Format guides¶
udoc parses twelve formats end to end:
| Family | Modern | Legacy binary |
|---|---|---|
| Word processing | DOCX | DOC (Word 97-2003) |
| Spreadsheet | XLSX | XLS (Excel 97-2003) |
| Presentation | PPTX | PPT (PowerPoint 97-2003) |
| OpenDocument | ODT / ODS / ODP | — |
| — | ||
| Lightweight | RTF, Markdown | — |
Every backend produces the same Document shape (see the library
guide). The pages here cover what
is specific to each format: capabilities, escape hatches, edge
cases, and known limitations.
Pick a guide¶
| Format | When you'd reach here |
|---|---|
| Anything PDF: encryption, fonts, reading order, table detection, OCR triggering, rendering. | |
| DOCX | Modern Word documents (.docx). |
| XLSX | Modern Excel workbooks. Typed cells, formulas-as-text, multi-sheet. |
| PPTX | Modern PowerPoint decks. Shape trees, speaker notes. |
| DOC (legacy) | .doc binaries from Word 97-2003. Piece tables, fast-save fallbacks. |
| XLS (legacy) | .xls BIFF8 workbooks (Excel 97-2003). |
| PPT (legacy) | .ppt binaries from PowerPoint 97-2003. PersistDirectory walking. |
| ODF | LibreOffice / OpenOffice formats. ODT, ODS, ODP share one backend. |
| RTF | Rich Text Format. Codepage decoding, Unicode escapes. |
| Markdown | CommonMark + a useful GFM subset. |
Cross-cutting topics¶
These live in their own pages because they are not specific to any one format:
- Font engine — how udoc parses TrueType / CFF / Type 1 fonts, ToUnicode resolution, encoding fallback chains, the bundled fallback faces.

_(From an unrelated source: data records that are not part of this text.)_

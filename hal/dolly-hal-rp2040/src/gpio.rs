//! GPIO outputs

use dolly_hal::OutputPin;
use embassy_rp::gpio::Output;

/// Push-pull output implementing [`OutputPin`]
pub struct GpioOutput<'d> {
    pin: Output<'d>,
}

impl<'d> GpioOutput<'d> {
    /// Wrap an embassy output
    pub fn new(pin: Output<'d>) -> Self {
        Self { pin }
    }
}

impl OutputPin for GpioOutput<'_> {
    fn set_high(&mut self) {
        self.pin.set_high();
    }

    fn set_low(&mut self) {
        self.pin.set_low();
    }

    fn is_set_high(&self) -> bool {
        self.pin.is_set_high()
    }
}
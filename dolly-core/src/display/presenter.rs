//! Screen layouts
//!
//! Row 0 carries a label, row 1 a value. While a numeric field is being
//! edited the hardware cursor blinks on the digit under edit, and digit
//! changes only rewrite that one cell.

use core::fmt::Write;

use dolly_hal::CharDisplay;
use heapless::String;

use crate::motion::{MotionPlan, PlanError, RunOutcome};
use crate::state::{Menu, MenuAction, MenuItem, MenuState};

/// Boot banner
pub const SPLASH_TITLE: &str = "Dolly slider";

/// Value line shown on the Go item
const GO_IDLE: &str = "Stopped";

const PROGRESS_MARK: &str = "#";

type Line = String<40>;

/// Renders application screens onto a character display
pub struct Presenter<L> {
    lcd: L,
    cols: u8,
}

impl<L: CharDisplay> Presenter<L> {
    /// Create a presenter for a display `cols` characters wide
    pub fn new(lcd: L, cols: u8) -> Self {
        Self { lcd, cols }
    }

    /// Boot screen
    pub fn show_splash(&mut self) {
        self.lcd.blink_off();
        self.lcd.clear();
        self.print_line(0, SPLASH_TITLE);
        self.print_line(1, concat!("v", env!("CARGO_PKG_VERSION")));
    }

    /// Full redraw of the current menu state
    pub fn render(&mut self, menu: &Menu) {
        self.lcd.blink_off();
        self.lcd.clear();

        let state = *menu.state();
        let item = state.item();
        let params = menu.params();

        let mut label = Line::new();
        if state.is_editing() {
            let _ = write!(label, "Set {}", item.label());
        } else {
            let _ = label.push_str(item.label());
        }
        self.print_line(0, &label);

        let mut value = Line::new();
        match state {
            MenuState::Top(MenuItem::Go) | MenuState::Running => {
                let _ = value.push_str(GO_IDLE);
            }
            MenuState::Top(MenuItem::Direction) | MenuState::EditDirection => {
                let _ = value.push_str(params.direction.label());
            }
            MenuState::Top(MenuItem::Steps) if !params.is_time_lapse() => {
                let _ = value.push_str("0 (video)");
            }
            MenuState::Top(item) => {
                if let Some(field) = item.field() {
                    let _ = write!(value, "{} {}", params.get(field), field.unit());
                }
            }
            MenuState::EditDigits { field, editor } => {
                for &digit in editor.digits() {
                    let _ = value.push((b'0' + digit) as char);
                }
                let _ = write!(value, " {}", field.unit());
            }
        }
        self.print_line(1, &value);

        if let MenuState::EditDigits { editor, .. } = state {
            self.lcd.set_cursor(editor.cursor(), 1);
            self.lcd.blink_on();
        }
    }

    /// Reflect a menu transition, redrawing as little as possible
    pub fn apply(&mut self, menu: &Menu, action: MenuAction) {
        match action {
            MenuAction::None | MenuAction::StartRun => {}
            MenuAction::DigitChanged { cursor, digit } => {
                let mut cell = Line::new();
                let _ = cell.push((b'0' + digit) as char);
                self.lcd.set_cursor(cursor, 1);
                self.lcd.print(&cell);
                self.lcd.set_cursor(cursor, 1);
            }
            MenuAction::CursorMoved { cursor } => {
                self.lcd.set_cursor(cursor, 1);
            }
            MenuAction::Refresh | MenuAction::Committed { .. } => self.render(menu),
        }
    }

    /// Running screen with an empty progress bar on row 1
    pub fn show_running(&mut self, plan: &MotionPlan) {
        self.lcd.blink_off();
        self.lcd.clear();

        let mut label = Line::new();
        if plan.is_time_lapse() {
            let _ = write!(label, "Running: {}x", plan.shutter_count());
        } else {
            let _ = label.push_str("Running: video");
        }
        self.print_line(0, &label);
        self.lcd.set_cursor(0, 1);
    }

    /// Draw progress marker `index` (0-based) on row 1
    pub fn progress_marker(&mut self, index: u8) {
        if index < self.cols {
            self.lcd.set_cursor(index, 1);
            self.lcd.print(PROGRESS_MARK);
        }
    }

    /// Post-run screen
    pub fn show_outcome(&mut self, outcome: RunOutcome) {
        self.lcd.blink_off();
        self.lcd.clear();
        let text = match outcome {
            RunOutcome::Completed => "Done",
            RunOutcome::UserCancelled => "Cancelled",
        };
        self.print_line(0, text);
        self.print_line(1, GO_IDLE);
    }

    /// Explain why a run did not start
    pub fn show_plan_error(&mut self, error: PlanError) {
        self.lcd.blink_off();
        self.lcd.clear();
        self.print_line(0, error.message());
        self.print_line(1, GO_IDLE);
    }

    /// Underlying display
    pub fn lcd(&self) -> &L {
        &self.lcd
    }

    fn print_line(&mut self, row: u8, text: &str) {
        let end = floor_char_boundary(text, self.cols as usize);
        self.lcd.set_cursor(0, row);
        self.lcd.print(&text[..end]);
    }
}

/// Largest byte index `<= max` that lies on a char boundary
fn floor_char_boundary(text: &str, max: usize) -> usize {
    if max >= text.len() {
        return text.len();
    }
    (0..=max).rev().find(|&i| text.is_char_boundary(i)).unwrap_or(0)
}

#[cfg(test)]
mod tests {
    use super::*;
    use crate::config::SliderConfig;
    use crate::display::mock::MockLcd;
    use crate::input::ButtonId;
    use crate::params::{Direction, RunParameters};

    fn presenter() -> Presenter<MockLcd> {
        Presenter::new(MockLcd::new(), 16)
    }

    fn drive(menu: &mut Menu, presenter: &mut Presenter<MockLcd>, buttons: &[ButtonId]) {
        let config = SliderConfig::default();
        for &b in buttons {
            let action = menu.handle(b, &config);
            presenter.apply(menu, action);
        }
    }

    #[test]
    fn test_splash() {
        let mut p = presenter();
        p.show_splash();
        assert_eq!(p.lcd().line(0), "Dolly slider");
        assert!(p.lcd().line(1).starts_with('v'));
    }

    #[test]
    fn test_top_level_screens() {
        let mut p = presenter();
        let mut menu = Menu::default();

        p.render(&menu);
        assert_eq!(p.lcd().line(0), "Distance");
        assert_eq!(p.lcd().line(1), "500 mm");
        assert!(!p.lcd().blinking);

        drive(&mut menu, &mut p, &[ButtonId::Right]);
        assert_eq!(p.lcd().line(0), "Duration");
        assert_eq!(p.lcd().line(1), "60 s");

        drive(&mut menu, &mut p, &[ButtonId::Right]);
        assert_eq!(p.lcd().line(1), "0 (video)");

        drive(&mut menu, &mut p, &[ButtonId::Right]);
        assert_eq!(p.lcd().line(1), "Forward");

        drive(&mut menu, &mut p, &[ButtonId::Right]);
        assert_eq!(p.lcd().line(0), "Go");
        assert_eq!(p.lcd().line(1), "Stopped");
    }

    #[test]
    fn test_digit_edit_updates_single_cell() {
        let mut p = presenter();
        let mut menu = Menu::new(RunParameters {
            distance_mm: 120,
            ..Default::default()
        });
        p.render(&menu);

        drive(&mut menu, &mut p, &[ButtonId::Select]);
        assert_eq!(p.lcd().line(0), "Set Distance");
        assert_eq!(p.lcd().line(1), "0120 mm");
        assert!(p.lcd().blinking);
        assert_eq!(p.lcd().cursor(), (0, 1));

        let clears = p.lcd().clears;
        drive(&mut menu, &mut p, &[ButtonId::Right, ButtonId::Right, ButtonId::Up]);
        assert_eq!(p.lcd().line(1), "0130 mm");
        assert_eq!(p.lcd().cursor(), (2, 1));
        assert_eq!(p.lcd().clears, clears);

        drive(&mut menu, &mut p, &[ButtonId::Select]);
        assert_eq!(p.lcd().line(0), "Distance");
        assert_eq!(p.lcd().line(1), "130 mm");
        assert!(!p.lcd().blinking);
    }

    #[test]
    fn test_direction_edit_screen() {
        let mut p = presenter();
        let mut menu = Menu::default();
        drive(
            &mut menu,
            &mut p,
            &[ButtonId::Right, ButtonId::Right, ButtonId::Right, ButtonId::Select, ButtonId::Down],
        );
        assert_eq!(menu.params().direction, Direction::Reverse);
        assert_eq!(p.lcd().line(0), "Set Direction");
        assert_eq!(p.lcd().line(1), "Reverse");
    }

    #[test]
    fn test_running_and_progress() {
        let config = SliderConfig::default();
        let params = RunParameters {
            distance_mm: 100,
            duration_s: 60,
            steps: 5,
            direction: Direction::Forward,
        };
        let plan = MotionPlan::new(&params, &config).unwrap();

        let mut p = presenter();
        p.show_running(&plan);
        assert_eq!(p.lcd().line(0), "Running: 5x");
        assert_eq!(p.lcd().line(1), "");

        for i in 0..3 {
            p.progress_marker(i);
        }
        assert_eq!(p.lcd().line(1), "###");

        // Past the right edge is ignored
        p.progress_marker(16);
        assert_eq!(p.lcd().line(1), "###");
    }

    #[test]
    fn test_outcome_and_error_screens() {
        let mut p = presenter();
        p.show_outcome(RunOutcome::UserCancelled);
        assert_eq!(p.lcd().line(0), "Cancelled");

        p.show_outcome(RunOutcome::Completed);
        assert_eq!(p.lcd().line(0), "Done");
        assert_eq!(p.lcd().line(1), "Stopped");

        p.show_plan_error(PlanError::ZeroDuration);
        assert_eq!(p.lcd().line(0), "Err: no time");
    }

    #[test]
    fn test_lines_truncate_to_width() {
        let mut p = Presenter::new(MockLcd::new(), 8);
        p.show_plan_error(PlanError::TooManyIntervals);
        assert_eq!(p.lcd().line(0), "Err: too");
    }
}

- Image decoders — CCITT, JBIG2, JPEG, JPEG 2000. Used by PDF (always) and by the OOXML / ODF backends for embedded images.
- PDF rendering & OCR — when to use
udoc render, resolution choices, autodetecting scanned PDFs that need OCR, wiring layout-detection hooks for hard reading-order cases.
Capabilities at a glance¶
What every backend does today. Empty cells mean "not implemented for this format yet" — sometimes because the format does not have the concept (Markdown has no pagination), sometimes because the work is deferred to a later release.

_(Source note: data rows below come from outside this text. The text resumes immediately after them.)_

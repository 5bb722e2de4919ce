//! Menu state machine definition
//!
//! All display and run behavior is a function of the current state and
//! a key click.

use super::events::MenuAction;
use crate::config::SliderConfig;
use crate::input::ButtonId;
use crate::params::{DigitEditor, Direction, Field, RunParameters};

/// Top-level menu items, in navigation order
#[derive(Debug, Clone, Copy, PartialEq, Eq)]
#[cfg_attr(feature = "defmt", derive(defmt::Format))]
pub enum MenuItem {
    Distance,
    Duration,
    Steps,
    Direction,
    Go,
}

impl MenuItem {
    /// Item to the left, clamped at Distance
    pub fn prev(self) -> Self {
        match self {
            MenuItem::Distance | MenuItem::Duration => MenuItem::Distance,
            MenuItem::Steps => MenuItem::Duration,
            MenuItem::Direction => MenuItem::Steps,
            MenuItem::Go => MenuItem::Direction,
        }
    }

    /// Item to the right, clamped at Go
    pub fn next(self) -> Self {
        match self {
            MenuItem::Distance => MenuItem::Duration,
            MenuItem::Duration => MenuItem::Steps,
            MenuItem::Steps => MenuItem::Direction,
            MenuItem::Direction | MenuItem::Go => MenuItem::Go,
        }
    }

    /// Menu label
    pub fn label(self) -> &'static str {
        match self {
            MenuItem::Distance => "Distance",
            MenuItem::Duration => "Duration",
            MenuItem::Steps => "Steps",
            MenuItem::Direction => "Direction",
            MenuItem::Go => "Go",
        }
    }

    /// Numeric field edited by this item, if any
    pub fn field(self) -> Option<Field> {
        match self {
            MenuItem::Distance => Some(Field::Distance),
            MenuItem::Duration => Some(Field::Duration),
            MenuItem::Steps => Some(Field::Steps),
            MenuItem::Direction | MenuItem::Go => None,
        }
    }
}

impl From<Field> for MenuItem {
    fn from(field: Field) -> Self {
        match field {
            Field::Distance => MenuItem::Distance,
            Field::Duration => MenuItem::Duration,
            Field::Steps => MenuItem::Steps,
        }
    }
}

/// Menu states
#[derive(Debug, Clone, Copy, PartialEq, Eq)]
#[cfg_attr(feature = "defmt", derive(defmt::Format))]
pub enum MenuState {
    /// Browsing the top-level list
    Top(MenuItem),
    /// Editing a numeric field digit by digit
    EditDigits { field: Field, editor: DigitEditor },
    /// Choosing the travel direction
    EditDirection,
    /// A run is in progress; input is owned by the motion engine
    Running,
}

impl MenuState {
    /// Item this state belongs to
    pub fn item(&self) -> MenuItem {
        match self {
            MenuState::Top(item) => *item,
            MenuState::EditDigits { field, .. } => MenuItem::from(*field),
            MenuState::EditDirection => MenuItem::Direction,
            MenuState::Running => MenuItem::Go,
        }
    }

    /// Check if this is a secondary (editing) state
    pub fn is_editing(&self) -> bool {
        matches!(self, MenuState::EditDigits { .. } | MenuState::EditDirection)
    }
}

/// Application menu: navigation state plus the parameters it edits
#[derive(Debug, Clone)]
pub struct Menu {
    state: MenuState,
    params: RunParameters,
}

impl Default for Menu {
    fn default() -> Self {
        Self::new(RunParameters::default())
    }
}

impl Menu {
    /// Create a menu on the first item
    pub fn new(params: RunParameters) -> Self {
        Self {
            state: MenuState::Top(MenuItem::Distance),
            params,
        }
    }

    /// Current state
    pub fn state(&self) -> &MenuState {
        &self.state
    }

    /// Current run parameters
    pub fn params(&self) -> &RunParameters {
        &self.params
    }

    /// Process a key click
    pub fn handle(&mut self, button: ButtonId, config: &SliderConfig) -> MenuAction {
        match self.state {
            MenuState::Top(item) => self.handle_top(item, button, config),
            MenuState::EditDigits { field, mut editor } => {
                let action = self.handle_digits(field, &mut editor, button, config);
                if let MenuState::EditDigits { editor: stored, .. } = &mut self.state {
                    *stored = editor;
                }
                action
            }
            MenuState::EditDirection => self.handle_direction(button),
            MenuState::Running => MenuAction::None,
        }
    }

    /// Return to the top level after a run, on the Go item
    pub fn run_finished(&mut self) {
        if self.state == MenuState::Running {
            self.state = MenuState::Top(MenuItem::Go);
        }
    }

    fn handle_top(&mut self, item: MenuItem, button: ButtonId, config: &SliderConfig) -> MenuAction {
        let next = match button {
            ButtonId::Left => item.prev(),
            ButtonId::Right => item.next(),
            ButtonId::Select => return self.enter(item, config),
            _ => item,
        };

        if next == item {
            MenuAction::None
        } else {
            self.state = MenuState::Top(next);
            MenuAction::Refresh
        }
    }

    fn enter(&mut self, item: MenuItem, config: &SliderConfig) -> MenuAction {
        match item {
            MenuItem::Distance | MenuItem::Duration | MenuItem::Steps => {
                // field() is Some for every numeric item
                let Some(field) = item.field() else {
                    return MenuAction::None;
                };
                let editor = DigitEditor::new(self.params.get(field), field.digits(config));
                self.state = MenuState::EditDigits { field, editor };
                MenuAction::Refresh
            }
            MenuItem::Direction => {
                self.state = MenuState::EditDirection;
                MenuAction::Refresh
            }
            MenuItem::Go => {
                self.state = MenuState::Running;
                MenuAction::StartRun
            }
        }
    }

    fn handle_digits(
        &mut self,
        field: Field,
        editor: &mut DigitEditor,
        button: ButtonId,
        config: &SliderConfig,
    ) -> MenuAction {
        let digit_changed = |editor: &DigitEditor| MenuAction::DigitChanged {
            cursor: editor.cursor(),
            digit: editor.current(),
        };

        match button {
            ButtonId::Up if editor.increment() => digit_changed(&*editor),
            ButtonId::Down if editor.decrement() => digit_changed(&*editor),
            ButtonId::Left if editor.cursor_left() => MenuAction::CursorMoved {
                cursor: editor.cursor(),
            },
            ButtonId::Right if editor.cursor_right() => MenuAction::CursorMoved {
                cursor: editor.cursor(),
            },
            ButtonId::Select => {
                let value = self.params.commit(field, editor.value(), config);
                self.state = MenuState::Top(MenuItem::from(field));
                MenuAction::Committed { field, value }
            }
            _ => MenuAction::None,
        }
    }

    fn handle_direction(&mut self, button: ButtonId) -> MenuAction {
        let direction = match button {
            ButtonId::Up => Direction::Forward,
            ButtonId::Down => Direction::Reverse,
            ButtonId::Select => {
                self.state = MenuState::Top(MenuItem::Direction);
                return MenuAction::Refresh;
            }
            _ => return MenuAction::None,
        };

        if direction == self.params.direction {
            MenuAction::None
        } else {
            self.params.direction = direction;
            MenuAction::Refresh
        }
    }
}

| Format | Text | Tables | Images | Metadata | Encrypt | Render |
|---|---|---|---|---|---|---|
| ● | ● | ● | ● | ● | ● | |
| DOCX | ● | ● | ● | ● | ||
| XLSX | ● | ● | ● | |||
| PPTX | ● | ● | ● | ● | ||
| DOC | ● | ● | ● | |||
| XLS | ● | ● | ● | |||
| PPT | ● | ● | ● | |||
| ODT | ● | ● | ● | ● | ||
| ODS | ● | ● | ● | |||
| ODP | ● | ● | ● | ● | ||
| RTF | ● | ● | ● | |||
| Markdown | ● | ● | ● |
Encrypted documents in formats marked blank fail with a structured
PasswordRequired error rather than partial output. Page rendering
for non-PDF formats is not currently supported — the format model
carries the geometry, but the rasterisation pipeline is PDF-only. If
you need rendering for a specific format, please open a feature
request.
What "format" means in udoc¶
Format detection runs at the facade layer, not the backend. It looks
at magic bytes first (%PDF-, PK\x03\x04, \xD0\xCF\x11\xE0,
{\rtf1, etc.), inspects the OPC content-types entry inside ZIP
containers to distinguish DOCX from XLSX from PPTX, and only falls
back to file extension when bytes are inconclusive.

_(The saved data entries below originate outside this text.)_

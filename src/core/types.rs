use serde::{Deserialize, Serialize};

use super::amortization::compute_emi;
use super::error::ValidationError;

pub const RATE_EX_SHOWROOM: f64 = 9.5;
pub const RATE_ON_ROAD: f64 = 8.5;
pub const RESIDUAL_VALUE_FRACTION: f64 = 0.20;

// Keeps `tenure_years * 12` inside u32.
pub const MAX_TENURE_YEARS: u32 = u32::MAX / 12;

#[derive(Debug, Clone, Copy, PartialEq)]
pub struct LoanTerms {
    pub principal: f64,
    pub annual_rate_percent: f64,
    pub term_years: u32,
}

impl LoanTerms {
    pub fn months(&self) -> u32 {
        self.term_years * 12
    }

    pub fn emi(&self) -> f64 {
        compute_emi(self.principal, self.annual_rate_percent, self.term_years)
    }

    pub fn total_payable(&self) -> f64 {
        self.emi() * f64::from(self.months())
    }

    pub fn total_interest(&self) -> f64 {
        self.total_payable() - self.principal
    }
}

#[derive(Debug, Clone, Copy, PartialEq, Serialize)]
#[serde(rename_all = "camelCase")]
pub struct PurchaseInputs {
    pub ex_showroom_price: f64,
    pub on_road_price: f64,
    pub tenure_years: u32,
    pub downpayment: f64,
    pub annual_insurance: f64,
}

/// Loosely-typed purchase fields as they arrive from a form, query string or
/// price lookup. Missing downpayment and insurance count as zero; tenure may
/// arrive fractional and is rejected unless it is a whole number of years.
#[derive(Debug, Clone, Copy, Default, PartialEq, Deserialize)]
#[serde(default, rename_all = "camelCase")]
pub struct PurchaseDraft {
    pub ex_showroom_price: Option<f64>,
    pub on_road_price: Option<f64>,
    pub tenure_years: Option<f64>,
    pub downpayment: Option<f64>,
    pub annual_insurance: Option<f64>,
}

impl PurchaseDraft {
    pub fn into_inputs(self) -> Result<PurchaseInputs, ValidationError> {
        let ex_showroom_price = self
            .ex_showroom_price
            .ok_or(ValidationError::ExShowroomPrice)?;
        let on_road_price = self.on_road_price.ok_or(ValidationError::OnRoadPrice)?;
        let tenure = self.tenure_years.ok_or(ValidationError::TenureYears)?;
        if !tenure.is_finite()
            || tenure.fract() != 0.0
            || tenure <= 0.0
            || tenure > f64::from(MAX_TENURE_YEARS)
        {
            return Err(ValidationError::TenureYears);
        }

        Ok(PurchaseInputs {
            ex_showroom_price,
            on_road_price,
            tenure_years: tenure as u32,
            downpayment: self.downpayment.unwrap_or(0.0),
            annual_insurance: self.annual_insurance.unwrap_or(0.0),
        })
    }
}

#[derive(Debug, Clone, Copy, PartialEq, Serialize)]
#[serde(rename_all = "camelCase")]
pub struct RateConfig {
    pub ex_showroom_rate_percent: f64,
    pub on_road_rate_percent: f64,
    pub residual_value_fraction: f64,
}

impl Default for RateConfig {
    fn default() -> Self {
        Self {
            ex_showroom_rate_percent: RATE_EX_SHOWROOM,
            on_road_rate_percent: RATE_ON_ROAD,
            residual_value_fraction: RESIDUAL_VALUE_FRACTION,
        }
    }
}

#[derive(Debug, Clone, Copy, PartialEq, Serialize)]
#[serde(rename_all = "camelCase")]
pub struct ComparisonResult {
    pub net_ex_showroom: f64,
    pub net_on_road: f64,
    pub emi_ex_showroom: f64,
    pub residual_value_ex_showroom: f64,
    pub total_cost_ex_showroom: f64,
    pub emi_on_road: f64,
    pub total_insurance_cost: f64,
    pub total_cost_on_road: f64,
    pub savings: f64,
}

#[derive(Debug, Clone, PartialEq, Eq, Serialize)]
#[serde(rename_all = "camelCase")]
pub struct FormattedComparison {
    pub emi_ex_showroom: String,
    pub residual_value_ex_showroom: String,
    pub total_cost_ex_showroom: String,
    pub emi_on_road: String,
    pub insurance_label: String,
    pub total_insurance_cost: String,
    pub total_cost_on_road: String,
    pub savings: String,
}
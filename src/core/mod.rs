mod amortization;
mod engine;
mod error;
mod format;
mod types;

pub use amortization::compute_emi;
pub use engine::{compare, compare_with, format_comparison, validate_inputs, validate_rates};
pub use error::{ConfigError, INVALID_INPUT_MESSAGE, ValidationError};
pub use format::format_inr;
pub use types::{
    ComparisonResult, FormattedComparison, LoanTerms, MAX_TENURE_YEARS, PurchaseDraft,
    PurchaseInputs, RATE_EX_SHOWROOM, RATE_ON_ROAD, RESIDUAL_VALUE_FRACTION, RateConfig,
};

Pass format= (Python) or --input-format (CLI) to override. The
typed Format enum is part of the public API; agents can pin a
format when they have out-of-band knowledge.
Where to start¶
If you are evaluating udoc for a specific format, the per-format page is the right entry point. If you are doing PDF work, also read PDF rendering & OCR — it covers the table-detection / reading-order / column-detection nuances that matter for analytical pipelines.